- **WHAT THE TASK REQUIRES**: Exactly the lines below from the one with "assert!(matches!(err, ConfigError::Parse(_)));" up to and including the one with "assert!(c.validate().is_err());" make up the answer, with nothing else added.

[[ MATERIAL SHOWN open ]]

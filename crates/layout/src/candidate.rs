use foundation::math::{ConvexPolygon, Vec3};
use foundation::time::TimeSpan;

/// Opaque handle for an entry in the store.
///
/// Handles are allocated in submission order and never reused.
#[derive(Debug, Copy, Clone, PartialEq, Eq, PartialOrd, Ord, Hash)]
pub struct EntryId(pub u64);

/// Cross-pass key used for diffing and fades.
///
/// Ordering contract: identities sort before anonymous entries, which sort
/// before clusters. Within a variant, natural ordering applies.
#[derive(Debug, Clone, PartialEq, Eq, PartialOrd, Ord, Hash)]
pub enum ObjectKey {
    Identity(String),
    Entry(EntryId),
    Cluster(String),
}

impl ObjectKey {
    pub fn is_cluster(&self) -> bool {
        matches!(self, ObjectKey::Cluster(_))
    }

    pub fn identity(&self) -> Option<&str> {
        match self {
            ObjectKey::Identity(s) => Some(s.as_str()),
            _ => None,
        }
    }
}

impl std::fmt::Display for ObjectKey {
    fn fmt(&self, f: &mut std::fmt::Formatter<'_>) -> std::fmt::Result {
        match self {
            ObjectKey::Identity(s) => write!(f, "id:{s}"),
            ObjectKey::Entry(e) => write!(f, "entry:{}", e.0),
            ObjectKey::Cluster(s) => write!(f, "{s}"),
        }
    }
}

/// Orientation of a footprint relative to its anchor.
#[derive(Debug, Copy, Clone, PartialEq, Eq, PartialOrd, Ord, Hash)]
pub enum Placement {
    Center,
    Right,
    Left,
    Above,
    Below,
}

impl Placement {
    /// Order in which the solver tries orientations.
    pub const ORDER: [Placement; 5] = [
        Placement::Center,
        Placement::Right,
        Placement::Left,
        Placement::Above,
        Placement::Below,
    ];

    fn bit(self) -> u8 {
        match self {
            Placement::Center => 1 << 0,
            Placement::Left => 1 << 1,
            Placement::Right => 1 << 2,
            Placement::Above => 1 << 3,
            Placement::Below => 1 << 4,
        }
    }

    pub fn name(self) -> &'static str {
        match self {
            Placement::Center => "center",
            Placement::Right => "right",
            Placement::Left => "left",
            Placement::Above => "above",
            Placement::Below => "below",
        }
    }

    pub fn from_name(name: &str) -> Option<Self> {
        Self::ORDER.into_iter().find(|p| p.name() == name)
    }
}

/// Set of acceptable orientations.
#[derive(Debug, Copy, Clone, PartialEq, Eq, Hash)]
pub struct PlacementMask(u8);

impl Default for PlacementMask {
    fn default() -> Self {
        Self::CENTER
    }
}

impl PlacementMask {
    pub const NONE: Self = Self(0);
    pub const CENTER: Self = Self(1 << 0);
    pub const LEFT: Self = Self(1 << 1);
    pub const RIGHT: Self = Self(1 << 2);
    pub const ABOVE: Self = Self(1 << 3);
    pub const BELOW: Self = Self(1 << 4);
    pub const ALL: Self = Self(0b1_1111);

    pub fn from_bits(bits: u8) -> Self {
        Self(bits & Self::ALL.0)
    }

    pub fn bits(self) -> u8 {
        self.0
    }

    pub fn contains(self, placement: Placement) -> bool {
        self.0 & placement.bit() != 0
    }

    pub fn with(self, placement: Placement) -> Self {
        Self(self.0 | placement.bit())
    }

    pub fn is_empty(self) -> bool {
        self.0 == 0
    }

    /// Acceptable orientations in solver order.
    pub fn iter(self) -> impl Iterator<Item = Placement> {
        Placement::ORDER.into_iter().filter(move |p| self.contains(*p))
    }
}

impl std::ops::BitOr for PlacementMask {
    type Output = Self;

    fn bitor(self, rhs: Self) -> Self::Output {
        Self(self.0 | rhs.0)
    }
}

impl FromIterator<Placement> for PlacementMask {
    fn from_iter<T: IntoIterator<Item = Placement>>(iter: T) -> Self {
        iter.into_iter().fold(Self::NONE, Self::with)
    }
}

/// World-space anchor of a candidate.
#[derive(Debug, Clone, PartialEq)]
pub enum Anchor {
    Point(Vec3),
    /// Ordered polyline; the footprint is laid out at the arc-length midpoint
    /// and follows the path direction there.
    Path(Vec<Vec3>),
}

impl Anchor {
    /// Point the footprint is attached to.
    pub fn reference_point(&self) -> Option<Vec3> {
        match self {
            Anchor::Point(p) => p.is_finite().then_some(*p),
            Anchor::Path(vertices) => path_midpoint(vertices).map(|(p, _)| p),
        }
    }

    /// Unit direction of the path at its midpoint. `None` for points and
    /// degenerate paths.
    pub fn path_direction(&self) -> Option<Vec3> {
        match self {
            Anchor::Point(_) => None,
            Anchor::Path(vertices) => path_midpoint(vertices).and_then(|(_, d)| d),
        }
    }
}

/// Camera height band in which a candidate is shown.
#[derive(Debug, Copy, Clone, PartialEq)]
pub struct VisibleRange {
    pub min_height: f64,
    pub max_height: f64,
}

impl Default for VisibleRange {
    fn default() -> Self {
        Self::all()
    }
}

impl VisibleRange {
    pub fn new(min_height: f64, max_height: f64) -> Self {
        Self {
            min_height,
            max_height,
        }
    }

    pub fn all() -> Self {
        Self::new(f64::NEG_INFINITY, f64::INFINITY)
    }

    pub fn contains(&self, height: f64) -> bool {
        height >= self.min_height && height <= self.max_height
    }
}

/// A decoration awaiting a screen position.
#[derive(Debug, Clone, PartialEq)]
pub struct LayoutCandidate {
    /// Stable cross-pass identity. Anonymous candidates are keyed by handle.
    pub identity: Option<String>,
    pub anchor: Anchor,
    /// Higher wins contested space. `f64::INFINITY` is just a very high
    /// priority; use override identities for "always shown".
    pub importance: f64,
    pub placements: PlacementMask,
    /// Screen footprint in pixels relative to the anchor, unrotated.
    pub footprint: ConvexPolygon,
    /// Hit-test footprint; defaults to `footprint`.
    pub selection_footprint: Option<ConvexPolygon>,
    /// Radians, clockwise from the local up (north) direction.
    pub rotation: f64,
    pub keep_upright: bool,
    pub visible_range: VisibleRange,
    pub enable_window: TimeSpan,
    /// Negative values are not clusterable.
    pub cluster_group: i32,
    /// Candidates sharing a merge tag are coalesced; only the first in solver
    /// order is laid out.
    pub merge_tag: Option<String>,
}

impl LayoutCandidate {
    pub fn point(position: Vec3, width_px: f64, height_px: f64) -> Self {
        Self::with_anchor(Anchor::Point(position), width_px, height_px)
    }

    pub fn path(vertices: Vec<Vec3>, width_px: f64, height_px: f64) -> Self {
        Self::with_anchor(Anchor::Path(vertices), width_px, height_px)
    }

    fn with_anchor(anchor: Anchor, width_px: f64, height_px: f64) -> Self {
        Self {
            identity: None,
            anchor,
            importance: 0.0,
            placements: PlacementMask::CENTER,
            footprint: ConvexPolygon::centered_rect(width_px, height_px),
            selection_footprint: None,
            rotation: 0.0,
            keep_upright: false,
            visible_range: VisibleRange::all(),
            enable_window: TimeSpan::forever(),
            cluster_group: -1,
            merge_tag: None,
        }
    }

    pub fn with_identity(mut self, identity: impl Into<String>) -> Self {
        self.identity = Some(identity.into());
        self
    }

    pub fn with_importance(mut self, importance: f64) -> Self {
        self.importance = importance;
        self
    }

    pub fn with_placements(mut self, placements: PlacementMask) -> Self {
        self.placements = placements;
        self
    }

    pub fn with_footprint(mut self, footprint: ConvexPolygon) -> Self {
        self.footprint = footprint;
        self
    }

    pub fn with_selection_footprint(mut self, footprint: ConvexPolygon) -> Self {
        self.selection_footprint = Some(footprint);
        self
    }

    pub fn with_rotation(mut self, rotation: f64, keep_upright: bool) -> Self {
        self.rotation = rotation;
        self.keep_upright = keep_upright;
        self
    }

    pub fn with_visible_range(mut self, range: VisibleRange) -> Self {
        self.visible_range = range;
        self
    }

    pub fn with_enable_window(mut self, window: TimeSpan) -> Self {
        self.enable_window = window;
        self
    }

    pub fn with_cluster_group(mut self, group: i32) -> Self {
        self.cluster_group = group;
        self
    }

    pub fn with_merge_tag(mut self, tag: impl Into<String>) -> Self {
        self.merge_tag = Some(tag.into());
        self
    }

    pub fn is_clusterable(&self) -> bool {
        self.cluster_group >= 0
    }

    pub fn selection_polygon(&self) -> &ConvexPolygon {
        self.selection_footprint.as_ref().unwrap_or(&self.footprint)
    }
}

/// Arc-length midpoint of a polyline and the unit direction of the segment
/// containing it. Zero-length and non-finite segments are skipped.
fn path_midpoint(vertices: &[Vec3]) -> Option<(Vec3, Option<Vec3>)> {
    let mut total = 0.0;
    let mut segments: Vec<(Vec3, Vec3, f64)> = Vec::with_capacity(vertices.len());
    for pair in vertices.windows(2) {
        let (a, b) = (pair[0], pair[1]);
        if !a.is_finite() || !b.is_finite() {
            continue;
        }
        let len = (b - a).length();
        if !len.is_finite() || len <= 0.0 {
            continue;
        }
        total += len;
        segments.push((a, b, len));
    }
    if total <= 0.0 {
        let first = vertices.iter().copied().find(|v| v.is_finite())?;
        return Some((first, None));
    }

    let target = total * 0.5;
    let mut acc = 0.0;
    for (a, b, len) in &segments {
        if acc + len >= target {
            let t = (target - acc) / len;
            return Some((a.lerp(*b, t), (*b - *a).normalized()));
        }
        acc += len;
    }

    let (a, b, _) = segments.last()?;
    Some((*b, (*b - *a).normalized()))
}
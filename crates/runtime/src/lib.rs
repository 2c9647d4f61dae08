pub mod cancel;
pub mod metrics;
pub mod throttle;

pub use cancel::*;
pub use metrics::*;
pub use throttle::*;
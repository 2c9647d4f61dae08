use serde::{Deserialize, Serialize};

use crate::error::ConfigError;

/// Upper bound on overlap grid cells per axis.
pub const MAX_GRID_CELLS: usize = 4096;

/// Layout engine configuration.
///
/// Every field has a default so partial JSON documents are accepted.
#[derive(Debug, Clone, PartialEq, Serialize, Deserialize)]
#[serde(default)]
pub struct LayoutConfig {
    /// Cap on active non-override objects; `<= 0` means unlimited.
    pub max_display_objects: i64,
    pub fade_enabled: bool,
    pub fade_in_s: f64,
    pub fade_out_s: f64,
    /// Emit placement polygons as debug geometry with every change set.
    pub show_debug_boundaries: bool,
    /// Overlap grid cells per screen axis.
    pub grid_cells: usize,
    /// Fraction of the screen size added on every side before culling.
    pub screen_margin_fraction: f64,
    /// Gap between a center slot and its adjacent orientation slots.
    pub placement_spacing_px: f64,
    pub min_pass_interval_s: f64,
    pub cluster: ClusterConfig,
}

impl Default for LayoutConfig {
    fn default() -> Self {
        Self {
            max_display_objects: 0,
            fade_enabled: true,
            fade_in_s: 0.2,
            fade_out_s: 0.2,
            show_debug_boundaries: false,
            grid_cells: 16,
            screen_margin_fraction: 0.1,
            placement_spacing_px: 2.0,
            min_pass_interval_s: 0.1,
            cluster: ClusterConfig::default(),
        }
    }
}

#[derive(Debug, Clone, PartialEq, Serialize, Deserialize)]
#[serde(default)]
pub struct ClusterConfig {
    pub enabled: bool,
    pub min_members: usize,
    /// Footprints closer than this (in pixels) join the same cluster.
    pub proximity_px: f64,
    /// Added to the most important member's importance.
    pub importance_boost: f64,
}

impl Default for ClusterConfig {
    fn default() -> Self {
        Self {
            enabled: true,
            min_members: 2,
            proximity_px: 0.0,
            importance_boost: 1.0,
        }
    }
}

/// Fade durations actually applied by the diff scheduler.
#[derive(Debug, Copy, Clone, PartialEq)]
pub struct FadeSettings {
    pub enabled: bool,
    pub fade_in_s: f64,
    pub fade_out_s: f64,
}

impl FadeSettings {
    pub fn fade_in(&self) -> f64 {
        if self.enabled { self.fade_in_s } else { 0.0 }
    }

    pub fn fade_out(&self) -> f64 {
        if self.enabled { self.fade_out_s } else { 0.0 }
    }

    /// Fade-in for a cluster transition; cluster classes may carry their
    /// own animation duration.
    pub fn transition_in(&self, animation_s: Option<f64>) -> f64 {
        match animation_s {
            Some(s) if self.enabled => s.max(0.0),
            _ => self.fade_in(),
        }
    }

    /// Fade-out counterpart of [`Self::transition_in`].
    pub fn transition_out(&self, animation_s: Option<f64>) -> f64 {
        match animation_s {
            Some(s) if self.enabled => s.max(0.0),
            _ => self.fade_out(),
        }
    }
}

impl LayoutConfig {
    pub fn from_json_str(s: &str) -> Result<Self, ConfigError> {
        let config: Self = serde_json::from_str(s)?;
        config.validate()?;
        Ok(config)
    }

    pub fn to_json_string(&self) -> Result<String, ConfigError> {
        Ok(serde_json::to_string_pretty(self)?)
    }

    pub fn validate(&self) -> Result<(), ConfigError> {
        non_negative("fade_in_s", self.fade_in_s)?;
        non_negative("fade_out_s", self.fade_out_s)?;
        non_negative("placement_spacing_px", self.placement_spacing_px)?;
        non_negative("min_pass_interval_s", self.min_pass_interval_s)?;
        non_negative("screen_margin_fraction", self.screen_margin_fraction)?;
        non_negative("cluster.proximity_px", self.cluster.proximity_px)?;
        non_negative("cluster.importance_boost", self.cluster.importance_boost)?;
        if self.grid_cells == 0 || self.grid_cells > MAX_GRID_CELLS {
            return Err(ConfigError::Invalid {
                field: "grid_cells",
                reason: format!("must be in 1..={MAX_GRID_CELLS}, got {}", self.grid_cells),
            });
        }
        if self.cluster.min_members < 2 {
            return Err(ConfigError::Invalid {
                field: "cluster.min_members",
                reason: format!("must be at least 2, got {}", self.cluster.min_members),
            });
        }
        Ok(())
    }

    /// Resets every field `validate` would reject to its default.
    pub fn sanitize(&mut self) {
        let d = Self::default();
        for (v, default) in [
            (&mut self.fade_in_s, d.fade_in_s),
            (&mut self.fade_out_s, d.fade_out_s),
            (&mut self.placement_spacing_px, d.placement_spacing_px),
            (&mut self.min_pass_interval_s, d.min_pass_interval_s),
            (&mut self.screen_margin_fraction, d.screen_margin_fraction),
            (&mut self.cluster.proximity_px, d.cluster.proximity_px),
            (&mut self.cluster.importance_boost, d.cluster.importance_boost),
        ] {
            if !(v.is_finite() && *v >= 0.0) {
                *v = default;
            }
        }
        if self.grid_cells == 0 || self.grid_cells > MAX_GRID_CELLS {
            self.grid_cells = d.grid_cells;
        }
        if self.cluster.min_members < 2 {
            self.cluster.min_members = d.cluster.min_members;
        }
    }

    pub fn max_display(&self) -> Option<usize> {
        usize::try_from(self.max_display_objects)
            .ok()
            .filter(|n| *n > 0)
    }

    pub fn fade_settings(&self) -> FadeSettings {
        FadeSettings {
            enabled: self.fade_enabled,
            fade_in_s: self.fade_in_s,
            fade_out_s: self.fade_out_s,
        }
    }
}

fn non_negative(field: &'static str, v: f64) -> Result<(), ConfigError> {
    if v.is_finite() && v >= 0.0 {
        return Ok(());
    }
    Err(ConfigError::Invalid {
        field,
        reason: format!("must be a finite non-negative number, got {v}"),
    })
}

#[cfg(test)]
mod tests {
    use super::{FadeSettings, LayoutConfig};
    use crate::error::ConfigError;
    use pretty_assertions::assert_eq;

    #[test]
    fn partial_json_uses_defaults() {
        let c = LayoutConfig::from_json_str(r#"{"max_display_objects": 50, "cluster": {"proximity_px": 4.0}}"#)
            .expect("config");
        assert_eq!(c.max_display(), Some(50));
        assert_eq!(c.cluster.proximity_px, 4.0);
        assert_eq!(c.cluster.min_members, 2);
        assert_eq!(c.fade_in_s, LayoutConfig::default().fade_in_s);
    }

    #[test]
    fn non_positive_cap_is_unlimited() {
        let mut c = LayoutConfig::default();
        assert_eq!(c.max_display(), None);
        c.max_display_objects = -3;
        assert_eq!(c.max_display(), None);
    }

    #[test]
    fn rejects_invalid_values() {
        let err = LayoutConfig::from_json_str(r#"{"fade_out_s": -1.0}"#).unwrap_err();
        assert!(matches!(err, ConfigError::Invalid { field: "fade_out_s", .. }));

        let err = LayoutConfig::from_json_str(r#"{"grid_cells": 0}"#).unwrap_err();
        assert!(matches!(err, ConfigError::Invalid { field: "grid_cells", .. }));

        let err = LayoutConfig::from_json_str("{not json").unwrap_err();
        assert!(matches!(err, ConfigError::Parse(_)));
    }

    #[test]
    fn sanitize_restores_defaults_for_rejected_fields() {
        let mut c = LayoutConfig {
            grid_cells: usize::MAX,
            fade_in_s: f64::NAN,
            placement_spacing_px: -4.0,
            max_display_objects: 7,
            ..LayoutConfig::default()
        };
        c.cluster.min_members = 0;
        assert!(c.validate().is_err());

        c.sanitize();
        c.validate().expect("sanitized config is valid");
        let d = LayoutConfig::default();
        assert_eq!(c.grid_cells, d.grid_cells);
        assert_eq!(c.fade_in_s, d.fade_in_s);
        assert_eq!(c.placement_spacing_px, d.placement_spacing_px);
        assert_eq!(c.cluster.min_members, 2);
        assert_eq!(c.max_display_objects, 7);
    }

    #[test]
    fn json_round_trip_preserves_config() {
        let mut c = LayoutConfig::default();
        c.show_debug_boundaries = true;
        let s = c.to_json_string().expect("json");
        assert_eq!(LayoutConfig::from_json_str(&s).expect("config"), c);
    }

    #[test]
    fn disabled_fades_are_instant() {
        let f = FadeSettings {
            enabled: false,
            fade_in_s: 1.0,
            fade_out_s: 2.0,
        };
        assert_eq!((f.fade_in(), f.fade_out(), f.transition_in(Some(3.0))), (0.0, 0.0, 0.0));
        assert_eq!(f.transition_out(Some(3.0)), 0.0);
        let on = FadeSettings { enabled: true, ..f };
        assert_eq!(on.transition_in(Some(3.0)), 3.0);
        assert_eq!(on.transition_out(Some(3.0)), 3.0);
        assert_eq!(on.transition_in(None), 1.0);
        assert_eq!(on.transition_out(None), 2.0);
    }
}
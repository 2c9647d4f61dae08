use foundation::time::Time;

/// Why a pass was not allowed to start.
#[derive(Debug, Copy, Clone, PartialEq, Eq)]
pub enum ThrottleReason {
    /// A collaborator asked to hold passes until a later time.
    Deferred,
    /// The minimum interval since the last pass has not elapsed.
    Throttled,
}

/// Gate deciding whether a pass may start at a given time.
///
/// Times come from the caller's frame clock, never the wall clock, so the
/// gate replays deterministically.
#[derive(Debug, Clone, PartialEq)]
pub struct PassThrottle {
    min_interval_s: f64,
    last_pass: Option<Time>,
    deferred_until: Option<Time>,
}

impl PassThrottle {
    pub fn new(min_interval_s: f64) -> Self {
        Self {
            min_interval_s: min_interval_s.max(0.0),
            last_pass: None,
            deferred_until: None,
        }
    }

    pub fn min_interval_s(&self) -> f64 {
        self.min_interval_s
    }

    pub fn set_min_interval(&mut self, seconds: f64) {
        self.min_interval_s = seconds.max(0.0);
    }

    /// Holds passes while `now < until`. A later call replaces the earlier one.
    pub fn defer_until(&mut self, until: Time) {
        self.deferred_until = Some(until);
    }

    pub fn deferred_until(&self) -> Option<Time> {
        self.deferred_until
    }

    pub fn last_pass(&self) -> Option<Time> {
        self.last_pass
    }

    pub fn check(&self, now: Time) -> Result<(), ThrottleReason> {
        if let Some(until) = self.deferred_until
            && now.0 < until.0
        {
            return Err(ThrottleReason::Deferred);
        }

        if let Some(last) = self.last_pass
            && now.0 >= last.0
            && now.0 - last.0 < self.min_interval_s
        {
            return Err(ThrottleReason::Throttled);
        }

        // A clock that moved backwards (scene reload, replay) is never throttled.
        Ok(())
    }

    /// Records a completed pass. Clears an expired deferral.
    pub fn record_pass(&mut self, now: Time) {
        self.last_pass = Some(now);
        if let Some(until) = self.deferred_until
            && now.0 >= until.0
        {
            self.deferred_until = None;
        }
    }
}

#[cfg(test)]
mod tests {
    use super::{PassThrottle, ThrottleReason};
    use foundation::time::Time;

    #[test]
    fn first_pass_is_never_throttled() {
        let t = PassThrottle::new(1.0);
        assert_eq!(t.check(Time(0.0)), Ok(()));
    }

    #[test]
    fn enforces_min_interval() {
        let mut t = PassThrottle::new(0.5);
        t.record_pass(Time(1.0));
        assert_eq!(t.check(Time(1.2)), Err(ThrottleReason::Throttled));
        assert_eq!(t.check(Time(1.5)), Ok(()));
    }

    #[test]
    fn deferral_wins_until_it_expires() {
        let mut t = PassThrottle::new(0.0);
        t.defer_until(Time(3.0));
        assert_eq!(t.check(Time(2.9)), Err(ThrottleReason::Deferred));
        assert_eq!(t.check(Time(3.0)), Ok(()));
        t.record_pass(Time(3.0));
        assert_eq!(t.deferred_until(), None);
    }

    #[test]
    fn backwards_clock_is_allowed() {
        let mut t = PassThrottle::new(10.0);
        t.record_pass(Time(100.0));
        assert_eq!(t.check(Time(1.0)), Ok(()));
    }
}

[[ MATERIAL SHOWN closed ]]

- **TASK RESULT**:
        assert!(matches!(err, ConfigError::Parse(_)));
    }

    #[test]
    fn sanitize_restores_defaults_for_rejected_fields() {
        let mut c = LayoutConfig {
            grid_cells: usize::MAX,
            fade_in_s: f64::NAN,
            placement_spacing_px: -4.0,
            max_display_objects: 7,
            ..LayoutConfig::default()
        };
        c.cluster.min_members = 0;
        assert!(c.validate().is_err());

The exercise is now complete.